Si les ouvriers et les ouvrières sont rares à l’Assemblée nationale, avec votre victoire, c’est bien la première fois que je me sens représenter. Ma blanchité et mon genre dominant n’y changent rien, je me retrouve en vous bien plus qu’à travers une assemblée principalement composée d’hommes blancs de la classe supérieure et bourgeoise. Je partage avec vous cette condition de classe. Moi aussi je fais partie de « ceux qui ne sont rien », ce prolétariat invisible, (sur)exploité, méprisé, chosifié. Travaillant comme accompagnateur d'élèves en situation de handicap, je fais partie des 5 % des travailleurs les plus pauvres de France. Je n’existe qu’à travers celui qui m’exploite.

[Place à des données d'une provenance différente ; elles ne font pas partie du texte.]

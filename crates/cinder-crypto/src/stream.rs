//! Incremental XChaCha20-Poly1305 authenticated streams.
//!
//! A stream is a sequence of independently authenticated chunks bound
//! together by a ratcheting internal nonce. The encrypting side creates a
//! session, which fills a 24-byte header with random bytes; the header is sent
//! ahead of the first chunk and the decrypting side opens a session from it
//! with the same key. Chunks must be pulled in the order they were pushed.
//!
//! The construction is byte-compatible with libsodium's
//! `crypto_secretstream_xchacha20poly1305`: a header and chunks produced by
//! either side open on the other.
//!
//! # Truncation
//!
//! [`IncrementalXChaCha20Poly1305::pull`] cannot tell that chunks are missing
//! from the end of a stream. Callers must check that the last chunk they
//! accept was flagged [`ChunkFlag::Final`].
//!
//! # Examples
//!
//! ```
//! use cinder_crypto::stream::{
//!     ChunkFlag, IncrementalXChaCha20Poly1305, StreamMode, HEADER_SIZE, KEY_SIZE, TAG_SIZE,
//! };
//!
//! let key = [0x42u8; KEY_SIZE];
//! let mut header = [0u8; HEADER_SIZE];
//! let mut sender = IncrementalXChaCha20Poly1305::new(StreamMode::Encryption, &mut header, &key)?;
//!
//! let mut chunk = [0u8; 5 + TAG_SIZE];
//! sender.push(&mut chunk, b"hello", b"", ChunkFlag::Final)?;
//!
//! let mut receiver =
//!     IncrementalXChaCha20Poly1305::new(StreamMode::Decryption, &mut header, &key)?;
//! let mut plaintext = [0u8; 5];
//! let flag = receiver.pull(&mut plaintext, &chunk, b"")?;
//! assert_eq!(&plaintext, b"hello");
//! assert_eq!(flag, ChunkFlag::Final);
//! # Ok::<(), cinder_crypto::error::CryptoError>(())
//! ```

use crate::backend::{
    self, NativeBackend, Primitives, CHACHA_NONCE_SIZE, HCHACHA_INPUT_SIZE, POLY1305_KEY_SIZE,
    POLY1305_TAG_SIZE,
};
use crate::constant_time;
use crate::error::{CryptoError, Result};
use crate::validation;
use serde::{Deserialize, Serialize};
use zeroize::{Zeroize, ZeroizeOnDrop, Zeroizing};

/// Size of a stream key in bytes.
pub const KEY_SIZE: usize = 32;

/// Size of the stream header in bytes.
pub const HEADER_SIZE: usize = 24;

/// Bytes added to every chunk: one encrypted flag byte and a 16-byte tag.
pub const TAG_SIZE: usize = 1 + POLY1305_TAG_SIZE;

/// Largest plaintext accepted in a single chunk.
pub const MAX_MESSAGE_SIZE: usize = {
    let limit: u64 = 64 * ((1u64 << 32) - 2);
    if ((usize::MAX - TAG_SIZE) as u64) < limit {
        usize::MAX - TAG_SIZE
    } else {
        limit as usize
    }
};

const COUNTER_SIZE: usize = 4;
const BLOCK_SIZE: usize = 64;
const REKEY_BIT: u8 = 0x02;
const PAD_SIZE: usize = 16;
const ZERO_PAD: [u8; PAD_SIZE] = [0u8; PAD_SIZE];

/// Direction of a stream session, fixed when it is (re)initialised.
#[derive(Clone, Copy, Debug, PartialEq, Eq, Hash, Serialize, Deserialize)]
pub enum StreamMode {
    /// The session pushes plaintext and produces chunks.
    Encryption,
    /// The session pulls chunks and recovers plaintext.
    Decryption,
}

impl StreamMode {
    /// Lower-case name used in error messages.
    pub fn name(self) -> &'static str {
        match self {
            Self::Encryption => "encryption",
            Self::Decryption => "decryption",
        }
    }
}

/// Per-chunk flag, authenticated together with the chunk.
#[derive(Clone, Copy, Debug, PartialEq, Eq, Hash, Serialize, Deserialize)]
#[repr(u8)]
pub enum ChunkFlag {
    /// An ordinary chunk.
    Message = 0,
    /// Marks the end of a logical message within the stream.
    Boundary = 1,
    /// Both sides rekey after this chunk.
    Rekey = 2,
    /// Last chunk of the stream.
    Final = 3,
}

impl ChunkFlag {
    /// Wire value of the flag.
    pub fn as_byte(self) -> u8 {
        self as u8
    }
}

impl TryFrom<u8> for ChunkFlag {
    type Error = CryptoError;

    fn try_from(value: u8) -> Result<Self> {
        match value {
            0 => Ok(Self::Message),
            1 => Ok(Self::Boundary),
            2 => Ok(Self::Rekey),
            3 => Ok(Self::Final),
            _ => Err(CryptoError::InvalidFormat {
                what: "chunk flag",
                reason: format!("unknown flag value {value}"),
            }),
        }
    }
}

/// Subkey and nonce (`counter ‖ inonce`) of a live session.
#[derive(Zeroize, ZeroizeOnDrop)]
struct StreamState {
    key: [u8; KEY_SIZE],
    nonce: [u8; CHACHA_NONCE_SIZE],
}

impl StreamState {
    fn empty() -> Self {
        Self {
            key: [0u8; KEY_SIZE],
            nonce: [0u8; CHACHA_NONCE_SIZE],
        }
    }

    fn reset_counter(&mut self) {
        self.nonce[..COUNTER_SIZE].copy_from_slice(&1u32.to_le_bytes());
    }
}

/// A chunked XChaCha20-Poly1305 stream session.
///
/// The type parameter selects the primitive implementation and defaults to
/// [`NativeBackend`]. Key material is zeroed by [`dispose`](Self::dispose) and
/// on drop.
pub struct IncrementalXChaCha20Poly1305<B: Primitives = NativeBackend> {
    backend: B,
    state: StreamState,
    mode: StreamMode,
    finalized: bool,
    disposed: bool,
}

impl IncrementalXChaCha20Poly1305 {
    /// Opens a session over the native primitives.
    ///
    /// In [`StreamMode::Encryption`] `header` is overwritten with fresh random
    /// bytes that must be delivered to the receiver. In
    /// [`StreamMode::Decryption`] it is read as received.
    ///
    /// # Errors
    ///
    /// Returns an argument error if `header` is not [`HEADER_SIZE`] bytes or
    /// `key` is not [`KEY_SIZE`] bytes, and `CryptoError::RandomnessFailure`
    /// if a header cannot be generated.
    pub fn new(mode: StreamMode, header: &mut [u8], key: &[u8]) -> Result<Self> {
        Self::with_backend(NativeBackend, mode, header, key)
    }
}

Si nous pouvons exister autrement, collectivement, en tant que classe pour soi comme disait Marx, en prenant conscience que nos intérêts communs sont antagonistes à ceux qui nous oppressent, force est de constater que malheureusement nous n’en sommes pas là.

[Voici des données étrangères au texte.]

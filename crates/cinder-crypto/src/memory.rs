//! Secure memory helpers.
//!
//! [`zero_memory`] goes through `zeroize`, whose volatile writes and compiler
//! fence cannot be removed by the optimiser the way a plain loop over a buffer
//! that is about to be dropped can.
//!
//! [`lock_memory`] pins pages so secrets are never written to swap. The buffer
//! length must be a whole number of pages: the OS locks whole pages, and a
//! length that is not a multiple would silently lock (or fail to lock)
//! neighbouring data.

use crate::backend;
use crate::error::{CryptoError, Result};
use crate::validation;
use zeroize::Zeroize;

/// Returns the OS page size in bytes.
pub fn page_size() -> Result<usize> {
    Ok(backend::ensure_ready()?.page_size())
}

/// Overwrites `buffer` with zeros.
///
/// Works for byte and character buffers as well as `String`/`str`.
pub fn zero_memory<Z: Zeroize + ?Sized>(buffer: &mut Z) {
    buffer.zeroize();
}

/// Locks the pages backing `buffer` into RAM.
///
/// Where supported, the pages are also excluded from core dumps.
///
/// # Errors
///
/// Returns an argument error if `buffer` is empty or its length is not a
/// multiple of [`page_size`], and `CryptoError::MemoryLock` if the OS refuses
/// (for example when `RLIMIT_MEMLOCK` is exhausted or the region is too large).
pub fn lock_memory(buffer: &mut [u8]) -> Result<()> {
    check_pages(buffer)?;
    // SAFETY: the pointer and length describe a live, exclusively borrowed
    // allocation. mlock does not read or write the memory.
    let rc = unsafe { libc::mlock(buffer.as_ptr().cast(), buffer.len()) };
    if rc != 0 {
        return Err(CryptoError::MemoryLock(std::io::Error::last_os_error()));
    }
    advise_dump(buffer, false);
    Ok(())
}

/// Zeroes `buffer`, then unlocks its pages.
///
/// # Errors
///
/// Returns an argument error under the same conditions as [`lock_memory`]
/// (the buffer is not touched in that case) and `CryptoError::MemoryUnlock`
/// if the OS refuses. The buffer has been zeroed by the time the OS is asked.
pub fn unlock_and_zero_memory(buffer: &mut [u8]) -> Result<()> {
    check_pages(buffer)?;
    buffer.zeroize();
    advise_dump(buffer, true);
    // SAFETY: see lock_memory.
    let rc = unsafe { libc::munlock(buffer.as_ptr().cast(), buffer.len()) };
    if rc != 0 {
        return Err(CryptoError::MemoryUnlock(std::io::Error::last_os_error()));
    }
    Ok(())
}

fn check_pages(buffer: &[u8]) -> Result<()> {
    validation::not_empty("buffer", buffer.len())?;
    validation::multiple_of_size("buffer", buffer.len(), page_size()?)
}

/// Marks the pages as (non-)dumpable. Advisory: the kernel only accepts
/// page-aligned ranges, so unaligned heap buffers are left as they are.
#[cfg(target_os = "linux")]
fn advise_dump(buffer: &mut [u8], dump: bool) {
    let Ok(page) = page_size() else { return };
    if buffer.as_ptr() as usize % page != 0 {
        return;
    }
    let advice = if dump {
        libc::MADV_DODUMP
    } else {
        libc::MADV_DONTDUMP
    };
    // SAFETY: the range is page aligned and covers a live allocation.
    // MADV_(DONT)DUMP only changes core-dump bookkeeping.
    unsafe {
        libc::madvise(buffer.as_mut_ptr().cast(), buffer.len(), advice);
    }
}

#[cfg(not(target_os = "linux"))]
fn advise_dump(_buffer: &mut [u8], _dump: bool) {}

#[cfg(test)]
mod tests {
    use super::*;
    use crate::error::ErrorKind;

    #[test]
    fn test_zero_memory_bytes() {
        let mut buffer = vec![0xdbu8; page_size().unwrap()];
        zero_memory(buffer.as_mut_slice());
        assert!(buffer.iter().all(|&b| b == 0));
    }

    #[test]
    fn test_zero_memory_chars() {
        let mut buffer = ['s', 'e', 'c', 'r', 'e', 't'];
        zero_memory(&mut buffer[..]);
        assert!(buffer.iter().all(|&c| c == '\0'));
    }

    #[test]
    fn test_zero_memory_string() {
        let mut password = String::from("correct horse battery staple");
        zero_memory(&mut password);
        assert!(password.is_empty());
    }

    #[test]
    fn test_lock_rejects_partial_pages() {
        let page = page_size().unwrap();
        let mut buffer = vec![0u8; page + 1];
        let err = lock_memory(&mut buffer).unwrap_err();
        assert_eq!(err.kind(), ErrorKind::InvalidArgument);
        assert!(matches!(err, CryptoError::NotMultipleOf { .. }));
    }

    #[test]
    fn test_lock_rejects_empty() {
        let mut buffer: Vec<u8> = Vec::new();
        assert!(matches!(
            lock_memory(&mut buffer),
            Err(CryptoError::Empty { .. })
        ));
    }

    #[test]
    fn test_lock_then_unlock_zeroes() {
        let page = page_size().unwrap();
        let mut buffer = vec![0xdbu8; page];
        lock_memory(&mut buffer).unwrap();
        unlock_and_zero_memory(&mut buffer).unwrap();
        assert!(buffer.iter().all(|&b| b == 0));
    }
}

Néanmoins, vous pouvez nous faire exister, dans vos paroles, vos discours, vos projets de loi, votre soutien dans les luttes que nous menons au quotidien pour nos conditions de travail, nos salaires, contre l’exploitation qui nous dépossède de nous-même et mutile notre dignité. Bientôt, vous serez dans cette arène où vit avec opulence la politique politicienne, celle des bourgeois, des carriéristes, des opportunistes, où règne le conservatisme, la démagogie, la connivence entre partis. Soyez cette/notre voix ouvrière indisciplinée ! Les habitués de l’Assemblée, les carriéristes et les opportunistes, parce qu’ils ont une connaissance accrue de l’agencement et du fonctionnement de la politique institutionnelle, délégitiment tous ceux qui n’en sont pas initiés, c’est-à-dire la classe ouvrière. Montrez votre/notre légitimité ouvrière !
Pendant votre lutte victorieuse contre le groupe Accor, vous étiez, avec vos camarades, des ouvrières parties à l'assaut du ciel. A l’Assemblée, faites tout votre possible pour ne pas viser plus bas.